Hunt for the word "export" across the entries below, copying each line that holds it.

Collected data
--------------------

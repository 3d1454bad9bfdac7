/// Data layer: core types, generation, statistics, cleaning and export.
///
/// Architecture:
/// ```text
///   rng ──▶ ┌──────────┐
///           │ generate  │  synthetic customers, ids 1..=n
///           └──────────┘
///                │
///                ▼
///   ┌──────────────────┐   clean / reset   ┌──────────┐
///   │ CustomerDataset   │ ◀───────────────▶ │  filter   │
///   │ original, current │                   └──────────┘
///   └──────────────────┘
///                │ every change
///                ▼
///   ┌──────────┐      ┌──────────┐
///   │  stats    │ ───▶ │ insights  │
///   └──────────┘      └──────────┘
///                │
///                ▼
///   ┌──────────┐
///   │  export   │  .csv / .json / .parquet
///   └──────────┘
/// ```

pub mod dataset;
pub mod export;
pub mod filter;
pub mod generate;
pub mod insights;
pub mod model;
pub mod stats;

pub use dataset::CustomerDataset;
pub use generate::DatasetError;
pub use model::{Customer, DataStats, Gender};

--------------------

_Solution for this exercise_:
/// Data layer: core types, generation, statistics, cleaning and export.
///   │  export   │  .csv / .json / .parquet
pub mod export;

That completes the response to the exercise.